SANTA MONICA, California - November 30, 2007 - Anworth Mortgage Asset Corporation (NYSE:ANH) announced today that it has set the price for the underwritten public offering of 9,000,000 shares of its common stock at $6.70 per share for gross proceeds of $60.3 million. Anworth has granted the underwriters a 30-day option to purchase up to an additional 1,350,000 shares of common stock to cover over-allotments. All of the shares are being offered by Anworth.

The net proceeds to Anworth from this offering, after deducting underwriting discounts and estimated expenses, are estimated to be approximately $57.0 million, which Anworth intends to use to acquire agency mortgage-backed securities. Anworth expects the offering to close on Wednesday, December 5, 2007, subject to the satisfaction of customary closing conditions.

Deutsche Bank Securities Inc. is acting as sole book-runner and Friedman, Billings, Ramsey & Co., Inc., JMP Securities LLC and Sterne, Agee & Leach, Inc. are acting as co-managers.

The offering is being made pursuant to Anworth’s existing shelf registration statement filed with the Securities and Exchange Commission.
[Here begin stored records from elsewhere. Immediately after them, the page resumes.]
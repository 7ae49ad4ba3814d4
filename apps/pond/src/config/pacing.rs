//! Pacing of autonomous turns and roll presentation.
//!
//! Delays are loaded from the environment so a host can slow the
//! autonomous players down for spectators or remove pacing entirely:
//!
//! - `POND_THINK_DELAY_MS`: before each remote decision query (default 500)
//! - `POND_ACT_DELAY_MS`: between a decision and the call that enacts it (default 750)
//! - `POND_ROLL_DELAY_MS`: between clearing the old roll and rolling anew (default 100)
//! - `POND_NOTICE_TIMEOUT_MS`: how long a notification stays up (default 3000)

use std::env;
use std::time::Duration;

use crate::error::AppError;

pub const THINK_DELAY_VAR: &str = "POND_THINK_DELAY_MS";
pub const ACT_DELAY_VAR: &str = "POND_ACT_DELAY_MS";
pub const ROLL_DELAY_VAR: &str = "POND_ROLL_DELAY_MS";
pub const NOTICE_TIMEOUT_VAR: &str = "POND_NOTICE_TIMEOUT_MS";

#[derive(Debug, Clone, Copy, PartialEq, Eq)]
pub struct PacingConfig {
    pub think_delay: Duration,
    pub act_delay: Duration,
    pub roll_delay: Duration,
}

impl Default for PacingConfig {
    fn default() -> Self {
        Self {
            think_delay: Duration::from_millis(500),
            act_delay: Duration::from_millis(750),
            roll_delay: Duration::from_millis(100),
        }
    }
}

impl PacingConfig {
    /// No pacing at all; steps still run as scheduled tasks.
    pub const fn immediate() -> Self {
        Self {
            think_delay: Duration::ZERO,
            act_delay: Duration::ZERO,
            roll_delay: Duration::ZERO,
        }
    }

    pub fn from_env() -> Result<Self, AppError> {
        Self::from_lookup(|name| env::var(name).ok())
    }

    /// Build from an arbitrary variable source; unset variables keep defaults.
    pub fn from_lookup<F>(lookup: F) -> Result<Self, AppError>
    where
        F: Fn(&str) -> Option<String>,
    {
        let defaults = Self::default();
        Ok(Self {
            think_delay: millis_var(&lookup, THINK_DELAY_VAR)?.unwrap_or(defaults.think_delay),
            act_delay: millis_var(&lookup, ACT_DELAY_VAR)?.unwrap_or(defaults.act_delay),
            roll_delay: millis_var(&lookup, ROLL_DELAY_VAR)?.unwrap_or(defaults.roll_delay),
        })
    }
}

#[derive(Debug, Clone, Copy, PartialEq, Eq)]
pub struct NotificationConfig {
    pub timeout: Duration,
}

impl Default for NotificationConfig {
    fn default() -> Self {
        Self {
            timeout: Duration::from_millis(3000),
        }
    }
}

impl NotificationConfig {
    pub fn from_env() -> Result<Self, AppError> {
        Self::from_lookup(|name| env::var(name).ok())
    }

    pub fn from_lookup<F>(lookup: F) -> Result<Self, AppError>
    where
        F: Fn(&str) -> Option<String>,
    {
        Ok(Self {
            timeout: millis_var(&lookup, NOTICE_TIMEOUT_VAR)?
                .unwrap_or(Self::default().timeout),
        })
    }
}

/// Parse an optional millisecond count; present-but-malformed is an error.
fn millis_var<F>(lookup: &F, name: &str) -> Result<Option<Duration>, AppError>
where
    F: Fn(&str) -> Option<String>,
{
    let Some(raw) = lookup(name) else {
        return Ok(None);
    };
    let trimmed = raw.trim();
    if trimmed.is_empty() {
        return Ok(None);
    }
    trimmed
        .parse::<u64>()
        .map(|ms| Some(Duration::from_millis(ms)))
        .map_err(|_| {
            AppError::config(format!(
                "'{name}' must be a whole number of milliseconds, got '{trimmed}'"
            ))
        })
}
The offering is made by means of a prospectus only which may be obtained from Deutsche Bank Securities Inc. at 60 Wall Street, 4th Floor, New York, New York 10005.

This news release shall not constitute an offer to sell nor a solicitation of an offer to buy shares of common stock, nor shall there be any sale of these securities in any state or jurisdiction in which such an offer, solicitation or sale would be unlawful prior to registration or qualification under the securities laws of any such state or jurisdiction.

About Anworth Mortgage Asset Corporation

Anworth is a mortgage real estate investment trust (REIT) which invests in mortgage assets, including mortgage pass-through certificates, collateralized mortgage obligations, mortgage loans and other real estate securities. Anworth generates income for distribution to shareholders primarily based on the difference between the yield on its mortgage assets and the cost of its borrowings.